Redirect existing revenue, fix the backlog, and keep parks open to everyone.
California boasts nine national parks — more than any other state — that are part of the National Park Service, which protects and manages the more than 10,000 acres of mountains, deserts, seashore, and old-growth forest. Those parks sit alongside numerous other National Park Service–managed units — national monuments, historic sites, preserves, and cultural landscapes — all part of the vast U.S. National Park System, which protects millions of acres under a range of designations.The Interior Department’s new pricing policy, set to take effect Jan. 1, 2026, keeps the America the Beautiful annual pass — for now — at $80 for U.S. residents and ups the price to $250 for non-residents, and adds a $100 per-person surcharge for non-residents at 11 of the nation’s busiest parks. That’s not a minor tweak; it changes who can afford a trip, how families and tour groups plan, and what small towns that rely on park traffic can expect during peak seasons. Treating residency as a gate to a shared national resource deserves scrutiny.
Operationally, making residency a factor at park entrances adds friction where there should be flow. It means extra checks, more staff time, and new failure points in a system already unnecessarily stretched thin by heavy-handed federal budgetary restrictions. That complexity will slow entry, raise labor costs, and erode the visitor experience—especially during peak season when quick, predictable access matters most.

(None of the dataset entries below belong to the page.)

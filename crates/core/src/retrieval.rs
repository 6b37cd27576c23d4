//! Retrieval request/response shapes

use chrono::{DateTime, FixedOffset};
use serde::{Deserialize, Serialize};
use std::collections::HashMap;

/// Which retrieval engine answers a search
#[derive(Debug, Clone, Copy, PartialEq, Eq, Serialize, Deserialize, Default)]
#[serde(rename_all = "snake_case")]
pub enum RetrievalMode {
    /// Keyword search over the text index
    Bm25,
    /// Cosine kNN over the vector index
    Embedding,
    /// Reciprocal-rank fusion of both
    #[default]
    Rrf,
}

impl RetrievalMode {
    pub fn as_str(&self) -> &'static str {
        match self {
            Self::Bm25 => "bm25",
            Self::Embedding => "embedding",
            Self::Rrf => "rrf",
        }
    }
}

/// Visibility scope of a query
#[derive(Debug, Clone, Copy, PartialEq, Eq, Serialize, Deserialize, Default)]
#[serde(rename_all = "snake_case")]
pub enum MemoryScope {
    /// Personal plus group records
    #[default]
    All,
    /// Records whose user_id equals the requester
    Personal,
    /// Records belonging to the requested group
    Group,
}

/// Closed timestamp interval filter; either bound may be open
#[derive(Debug, Clone, Copy, PartialEq, Serialize, Deserialize, Default)]
pub struct TimeRange {
    #[serde(default, skip_serializing_if = "Option::is_none")]
    pub start: Option<DateTime<FixedOffset>>,
    #[serde(default, skip_serializing_if = "Option::is_none")]
    pub end: Option<DateTime<FixedOffset>>,
}

impl TimeRange {
    /// Whether a timestamp falls inside the (possibly half-open) range
    pub fn contains(&self, ts: DateTime<FixedOffset>) -> bool {
        if let Some(start) = self.start {
            if ts < start {
                return false;
            }
        }
        if let Some(end) = self.end {
            if ts > end {
                return false;
            }
        }
        true
    }

    pub fn is_unbounded(&self) -> bool {
        self.start.is_none() && self.end.is_none()
    }
}

/// One retrieved record
///
/// `score` magnitudes are backend-specific and only comparable within a
/// single response.
#[derive(Debug, Clone, PartialEq, Serialize, Deserialize)]
pub struct RetrievalResult {
    pub event_id: String,
    pub score: f32,
    pub subject: String,
    pub summary: String,
    #[serde(default)]
    pub episode: String,
    pub timestamp: DateTime<FixedOffset>,
}

/// A retrieval response: ranked results plus flat response metadata
/// (retrieval_mode, total_latency_ms, round counts, reasoning, ...)
#[derive(Debug, Clone, Default, Serialize, Deserialize)]
pub struct RetrievalResults {
    pub results: Vec<RetrievalResult>,
    #[serde(default)]
    pub metadata: HashMap<String, serde_json::Value>,
}

impl RetrievalResults {
    pub fn empty_with_reason(reason: &str) -> Self {
        let mut metadata = HashMap::new();
        metadata.insert("reasoning".to_string(), serde_json::json!(reason));
        Self {
            results: Vec::new(),
            metadata,
        }
    }

    pub fn set_meta(&mut self, key: &str, value: serde_json::Value) {
        self.metadata.insert(key.to_string(), value);
    }
}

There’s an economic angle most policymakers should not ignore: gateway communities depend on the steady trickle of park visitors who rent rooms, catch dinner, buy gas, and hire guides. A $100 surcharge for each non-resident shrinks the pool of international visitors and makes multi-park travel pricier for families from abroad. Reduced visitation hits motels, outfitters, restaurants, and shuttle operators—businesses that play no role in federal fee policy but will absorb its fallout.
Beyond logistics and local economics, this policy sets a dangerous precedent. Calling it a non-resident surcharge treats park access like a social experiment: test public tolerance, watch behavior, then scale up. Pilot pricing for public goods and services rarely stays contained; public acceptance of this fee structure makes it easier to normalize expanded fees for other visitor groups — those of us who qualify for the current lower fees, as well as adding higher fees to more parks. Gradually, our public lands shift from a shared inheritance to a patchwork of paywalls set by ability to pay. The rule creates a policy pathway that favors revenue experiments over stewardship.
I remember the trajectory of Disneyland admission prices. I bought an Annual Passport years ago for something like $200, and it felt like a steal—no blackout dates and easy to use. Over time, the price climbed, blackout windows appeared, and special regional pricing showed up. Now the top-tier pass runs into the thousands of dollars, and some folks still call it a bargain because it promises perks and “exclusive” access. The point isn’t the exact numbers; it’s the psychology. You normalize higher cost by carving out tiers, framing limits as value, and courting a core of buyers who’ll tolerate worse terms because they feel they’re getting something special.
That’s the risk for parks. Start by charging non-residents more, watch the outrage fade, then broaden categories and locations. People acclimate fast. Once a premium becomes accepted for one group, it’s easier to justify other surcharges, blackout-style restrictions, or tiered access that rewards wealth or residency. What begins as a targeted surcharge will become a layered system of paywalls nobody planned for, but everyone eventually has to navigate. Initially, the loss will be felt by casual visitors, families on a budget, and small towns that rely on tourist dollars. Ultimately, though, the loss will be Americans’ access to public lands—what was once “America’s greatest idea” will now become “America’s largest no-trespassing area.”
The funding reality is simple: the National Park Service’s deferred maintenance backlog is roughly $23 billion. Meanwhile, tariff collections this year have totaled about $250 billion; redirecting less than 10% of that revenue would cover the entire backlog. That’s a policy choice, not a technical shortfall, and it could be done without alienating international visitors, saddling families with surcharges, or complicating park entry.
If we want durable solutions for funding, maintenance, and overcrowding, the right path is transparent impact studies, targeted conservation fees tied to specific projects, and investments in staffing and technology that actually speed access rather than complicate it. Asking the public to accept a residency-based pricing experiment without clear evidence of need, an enforcement plan, and mitigation measures is short-sighted. National parks work best when access is simple, predictable, and backed by stable funding—not when they become a testing ground for fee creep that ultimately harms all visitors and restricts public access to public lands.